GAIE Reference

Runtime contracts, routing controls, and mesh integration for Dynamo with GAIE.
View as Markdown

Use this reference after the GAIE Quickstart when you need to inspect generated resources, tune routing behavior, or adapt the Gateway API path to a cluster policy.

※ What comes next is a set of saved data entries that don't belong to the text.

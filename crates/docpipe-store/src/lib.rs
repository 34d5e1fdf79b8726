//! Docpipe Store — SQLite persistence for documents, jobs, models, shares, tags.

pub mod schema;
pub mod sqlite;
pub mod types;

pub use sqlite::Store;
pub use types::*;
//! PDF helpers: text layer, page count, and page rasterization.

use std::path::{Path, PathBuf};

use tokio::process::Command;
use tracing::debug;

use docpipe_core::{Error, Result};

/// Extract the embedded text layer, one string per page.
///
/// Runs on the blocking pool; parsing large PDFs is CPU-bound. pdf-extract
/// (via its font parsing) can panic on malformed glyph tables, so the call
/// is wrapped in catch_unwind and reported as an ordinary error.
pub async fn text_layer_by_pages(path: &Path) -> Result<Vec<String>> {
    let bytes = tokio::fs::read(path).await?;
    tokio::task::spawn_blocking(move || {
        match std::panic::catch_unwind(std::panic::AssertUnwindSafe(|| {
            pdf_extract::extract_text_from_mem_by_pages(&bytes)
        })) {
            Ok(Ok(pages)) => Ok(pages),
            Ok(Err(e)) => Err(Error::Ocr(format!("PDF text layer extraction failed: {}", e))),
            Err(_panic) => Err(Error::Ocr(
                "PDF text layer extraction panicked (malformed fonts?)".to_string(),
            )),
        }
    })
    .await
    .map_err(|e| Error::Internal(format!("blocking task failed: {}", e)))?
}

/// Page count via `pdfinfo`, for PDFs whose text layer cannot be parsed.
pub async fn page_count(path: &Path) -> Result<usize> {
    let output = Command::new("pdfinfo")
        .arg(path)
        .output()
        .await
        .map_err(|e| Error::Ocr(format!("pdfinfo spawn failed: {}", e)))?;

    if !output.status.success() {
        return Err(Error::Ocr("pdfinfo failed".to_string()));
    }

    let stdout = String::from_utf8_lossy(&output.stdout);
    for line in stdout.lines() {
        if let Some(rest) = line.strip_prefix("Pages:") {
            if let Ok(count) = rest.trim().parse::<usize>() {
                return Ok(count);
            }
        }
    }
    Err(Error::Ocr("pdfinfo output missing page count".to_string()))
}

/// Rasterize a single page (1-indexed) to a PNG in `work_dir` via `pdftoppm`.
/// Returns the generated image path.
pub async fn rasterize_page(path: &Path, page: usize, work_dir: &Path) -> Result<PathBuf> {
    let prefix = work_dir.join(format!("page{}", page));
    let status = Command::new("pdftoppm")
        .args(["-png", "-r", "150"])
        .args(["-f", &page.to_string(), "-l", &page.to_string()])
        .arg(path)
        .arg(&prefix)
        .status()
        .await
        .map_err(|e| Error::Ocr(format!("pdftoppm spawn failed: {}", e)))?;

    if !status.success() {
        return Err(Error::Ocr(format!("pdftoppm failed for page {}", page)));
    }

    // pdftoppm appends its own page suffix with version-dependent zero
    // padding, so discover the file rather than guessing the name.
    let stem = format!("page{}", page);
    for entry in std::fs::read_dir(work_dir)? {
        let entry = entry?;
        let p = entry.path();
        let name = p.file_name().and_then(|n| n.to_str()).unwrap_or("");
        if name.starts_with(&stem) && name.ends_with(".png") {
            debug!("rasterized page {} -> {}", page, p.display());
            return Ok(p);
        }
    }

    Err(Error::Ocr(format!(
        "pdftoppm produced no image for page {}",
        page
    )))
}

This page is user-facing runtime reference. It does not cover building custom EPP images, local development loops, minikube-specific setup, or full uninstall procedures.

Resource Contract

Operator-managed GAIE connects Gateway API resources to the Dynamo serving graph through an operator-generated InferencePool.

ResourceContract
GatewayOwns listeners, addresses, and Gateway implementation behavior.
HTTPRouteAttaches traffic to the Gateway through spec.parentRefs and points rules[].backendRefs at the InferencePool.
InferencePoolDefines the eligible backend pod set and the EPP endpoint the gateway calls before forwarding.
EPP ServiceExposes the Dynamo EPP on gRPC port 9002.
Frontend sidecarReceives the selected request on the pod’s http port and runs with --router-mode direct.

The Dynamo operator creates the InferencePool for a DynamoGraphDeployment that contains an EPP component. The pool name is <dgd-name>-pool, it lives in the DGD namespace, and its endpointPickerRef points to the generated EPP Service.

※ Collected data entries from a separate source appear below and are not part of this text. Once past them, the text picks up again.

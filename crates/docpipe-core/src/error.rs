//! Error types for docpipe.

use thiserror::Error;

#[derive(Error, Debug)]
pub enum Error {
    #[error("Storage error: {0}")]
    Storage(String),

    #[error("Database error: {0}")]
    Database(String),

    #[error("Not found: {0}")]
    NotFound(String),

    #[error("Unsupported format: {0}")]
    Unsupported(String),

    #[error("OCR error: {0}")]
    Ocr(String),

    #[error("Analysis error: {0}")]
    Analysis(String),

    #[error("Export error: {0}")]
    Export(String),

    #[error("IO error: {0}")]
    Io(#[from] std::io::Error),

    #[error("JSON error: {0}")]
    Json(#[from] serde_json::Error),

    #[error("Configuration error: {0}")]
    Config(String),

    #[error("HTTP error: {0}")]
    Http(String),

    #[error("Internal error: {0}")]
    Internal(String),
}

pub type Result<T> = std::result::Result<T, Error>;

The generated selector matches worker pods by Dynamo labels:

1spec:
2 selector:
3 matchLabels:
4 nvidia.com/dynamo-component-class: worker
5 nvidia.com/dynamo-namespace: <dynamo-namespace>
6 endpointPickerRef:
7 kind: Service
8 name: <dgd-name>-epp
9 port:
10 number: 9002
11 targetPorts:
12 - number: 8000

Do not hand-edit the generated InferencePool unless you also keep its selector aligned with the operator’s worker-pod labels. If the pool selector and Dynamo discovery disagree, the EPP can select a worker that the gateway data plane refuses to forward to.

For the upstream Gateway API model, see the HTTP routing guide and cross-namespace routing guide.

Request Contract

With GAIE, worker selection happens in the EPP before the request reaches the worker sidecar. The sidecar must run in direct mode so it honors the EPP decision instead of routing again.

1frontendSidecar: sidecar-frontend
2podTemplate:
3 spec:
4 containers:
5 - name: sidecar-frontend
6 args:
7 - -m
8 - dynamo.frontend
9 - --router-mode
10 - direct

The EPP sends routing decisions to the selected sidecar through request headers.

HeaderMeaning
x-dynamo-worker-instance-idDecode or aggregated worker selected for the request.
x-dynamo-dp-rankData-parallel rank for the selected decode or aggregated worker.
x-dynamo-routing-modeaggregated or disaggregated.
x-dynamo-prefill-instance-idPrefill worker selected for disaggregated requests.
x-dynamo-prefill-dp-rankData-parallel rank for the selected prefill worker, when present.

For body-bearing OpenAI requests, the EPP also tokenizes the request and injects token data into the request body so the sidecar can avoid repeating the same tokenization work.

Routing Modes

The same Dynamo router logic can run behind the Dynamo-native Frontend entry path or inside the GAIE EPP. In the Gateway API path, the EPP owns endpoint selection and the worker sidecar owns request forwarding.

ModeEPP inputWhen to use
KV cache aware routingWorker KV cache events plus local request bookkeeping.Use when workers publish KV events and cache locality should influence endpoint selection.
Approximate routingTokenized requests, request lifecycle, and local predicted state.Use when KV events are unavailable, disabled, or not supported by the selected deployment shape.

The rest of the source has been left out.